**What you will do**
Could you retype all of the entries below word for word?

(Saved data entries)
────────────────────

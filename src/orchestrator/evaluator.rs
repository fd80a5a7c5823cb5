//! Predictor strength measurement without training
//!
//! Plays the predictor as White against the engine for a fixed number of
//! games. Weights are never touched; only the tally and the rating move.

use chess_rules::{Color, GameState};
use rand::RngCore;
use stockfish_uci::{SearchEngine, SearchLimit};
use tracing::info;

use super::session::SessionEvent;
use crate::error::OrchestratorResult;
use crate::predictor::Predictor;
use crate::rating::RatingTracker;
use crate::selfplay::{play_game, MoveContext, Mover, SelfPlayConfig};

/// Tally of an evaluation run
#[derive(Debug, Clone, Copy, PartialEq)]
pub struct EvaluationReport {
    pub games: usize,
    pub predictor_wins: usize,
    pub engine_wins: usize,
    pub draws: usize,
    /// Predictor rating after the last game
    pub rating: f64,
}

impl EvaluationReport {
    /// Points per game from the predictor's side, `None` before any game
    pub fn score_rate(&self) -> Option<f64> {
        (self.games > 0)
            .then(|| (self.predictor_wins as f64 + 0.5 * self.draws as f64) / self.games as f64)
    }
}

/// Plays evaluation games and keeps the rating
pub struct Evaluator {
    games: usize,
    opponent_limit: SearchLimit,
    opponent_rating: f64,
    self_play: SelfPlayConfig,
    rating: RatingTracker,
}

impl Evaluator {
    pub fn new(
        games: usize,
        opponent_limit: SearchLimit,
        opponent_rating: f64,
        self_play: SelfPlayConfig,
        rating: RatingTracker,
    ) -> Self {
        Self {
            games,
            opponent_limit,
            opponent_rating,
            self_play,
            rating,
        }
    }

    /// Play every evaluation game
    pub fn run(
        &mut self,
        engine: &mut dyn SearchEngine,
        predictor: &dyn Predictor,
        rng: &mut dyn RngCore,
        observer: &mut dyn FnMut(SessionEvent),
    ) -> OrchestratorResult<EvaluationReport> {
        let mut report = EvaluationReport {
            games: 0,
            predictor_wins: 0,
            engine_wins: 0,
            draws: 0,
            rating: self.rating.rating(),
        };
        let white = Mover::Predictor;
        let black = Mover::Engine(self.opponent_limit);

        for game in 1..=self.games {
            let mut ctx = MoveContext {
                engine: &mut *engine,
                predictor,
                rng: &mut *rng,
                config: self.self_play,
            };
            let record = play_game(GameState::new(), &white, &black, &mut ctx)?;
            let score = record.outcome.score_for(Color::White);
            report.rating = self.rating.update(self.opponent_rating, f64::from(score));

            match record.outcome.winner() {
                Some(Color::White) => report.predictor_wins += 1,
                Some(Color::Black) => report.engine_wins += 1,
                None => report.draws += 1,
            }
            report.games += 1;

            info!(
                "[EVAL] Game {}/{}: {:?} after {} plies ({:?}), rating {:.0}",
                game,
                self.games,
                record.outcome,
                record.plies(),
                record.termination,
                report.rating
            );
            observer(SessionEvent::GameFinished {
                iteration: 0,
                game,
                outcome: record.outcome,
                plies: record.plies(),
                rating: Some(report.rating),
            });
        }

        info!(
            "[EVAL] Predictor {} wins, {} draws, {} losses over {} games, rating {:.0}",
            report.predictor_wins, report.draws, report.engine_wins, report.games, report.rating
        );
        Ok(report)
    }
}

────────────────────

**Answer for the task**
filename src/orchestrator/evaluator.rs
repository fd80a5a7c5823cb5
//! Predictor strength measurement without training
//!
//! Plays the predictor as White against the engine for a fixed number of
//! games. Weights are never touched; only the tally and the rating move.

use chess_rules::{Color, GameState};
use rand::RngCore;
use stockfish_uci::{SearchEngine, SearchLimit};
use tracing::info;

use super::session::SessionEvent;
use crate::error::OrchestratorResult;
use crate::predictor::Predictor;
use crate::rating::RatingTracker;
use crate::selfplay::{play_game, MoveContext, Mover, SelfPlayConfig};

/// Tally of an evaluation run
#[derive(Debug, Clone, Copy, PartialEq)]
pub struct EvaluationReport {
    pub games: usize,
    pub predictor_wins: usize,
    pub engine_wins: usize,
    pub draws: usize,
    /// Predictor rating after the last game
    pub rating: f64,
}

impl EvaluationReport {
    /// Points per game from the predictor's side, `None` before any game
    pub fn score_rate(&self) -> Option<f64> {
        (self.games > 0)
            .then(|| (self.predictor_wins as f64 + 0.5 * self.draws as f64) / self.games as f64)
    }
}

/// Plays evaluation games and keeps the rating
pub struct Evaluator {
    games: usize,
    opponent_limit: SearchLimit,
    opponent_rating: f64,
    self_play: SelfPlayConfig,
    rating: RatingTracker,
}

impl Evaluator {
    pub fn new(
        games: usize,
        opponent_limit: SearchLimit,
        opponent_rating: f64,
        self_play: SelfPlayConfig,
        rating: RatingTracker,
    ) -> Self {
        Self {
            games,
            opponent_limit,
            opponent_rating,
            self_play,
            rating,
        }
    }

    /// Play every evaluation game
    pub fn run(
        &mut self,
        engine: &mut dyn SearchEngine,
        predictor: &dyn Predictor,
        rng: &mut dyn RngCore,
        observer: &mut dyn FnMut(SessionEvent),
    ) -> OrchestratorResult<EvaluationReport> {
        let mut report = EvaluationReport {
            games: 0,
            predictor_wins: 0,
            engine_wins: 0,
            draws: 0,
            rating: self.rating.rating(),
        };
        let white = Mover::Predictor;
        let black = Mover::Engine(self.opponent_limit);

        for game in 1..=self.games {
            let mut ctx = MoveContext {
                engine: &mut *engine,
                predictor,
                rng: &mut *rng,
                config: self.self_play,
            };
            let record = play_game(GameState::new(), &white, &black, &mut ctx)?;
            let score = record.outcome.score_for(Color::White);
            report.rating = self.rating.update(self.opponent_rating, f64::from(score));

            match record.outcome.winner() {
                Some(Color::White) => report.predictor_wins += 1,
                Some(Color::Black) => report.engine_wins += 1,
                None => report.draws += 1,
            }
            report.games += 1;

            info!(
                "[EVAL] Game {}/{}: {:?} after {} plies ({:?}), rating {:.0}",
                game,
                self.games,
                record.outcome,
                record.plies(),
                record.termination,
                report.rating
            );
            observer(SessionEvent::GameFinished {
                iteration: 0,
                game,
                outcome: record.outcome,
                plies: record.plies(),
                rating: Some(report.rating),
            });
        }

        info!(
            "[EVAL] Predictor {} wins, {} draws, {} losses over {} games, rating {:.0}",
            report.predictor_wins, report.draws, report.engine_wins, report.games, report.rating
        );
        Ok(report)
    }
}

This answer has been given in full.